EXERCISE DIRECTIONS
Count the lines in the data below that include the word "request", then state the total and nothing besides.

INFORMATION GIVEN

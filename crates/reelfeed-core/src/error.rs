use thiserror::Error;

/// Outcome of a rejected `play()` request.
#[derive(Clone, Debug, PartialEq, Eq, Error)]
pub enum PlayError {
    #[error("playback blocked by autoplay policy")]
    Blocked,
    #[error("media failed to start: {0}")]
    Failed(String),
}

/// Failure of a best-effort media command (pause, mute).
#[derive(Clone, Debug, PartialEq, Eq, Error)]
pub enum MediaError {
    #[error("media element detached")]
    Detached,
    #[error("media command failed: {0}")]
    Failed(String),
}

/// Failure of a share or clipboard capability.
#[derive(Clone, Debug, PartialEq, Eq, Error)]
pub enum ShareError {
    #[error("capability not available on this platform")]
    Unavailable,
    #[error("request denied by the user or platform")]
    Denied,
    #[error("share failed: {0}")]
    Failed(String),
}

RESPONSE TO THIS EXERCISE
2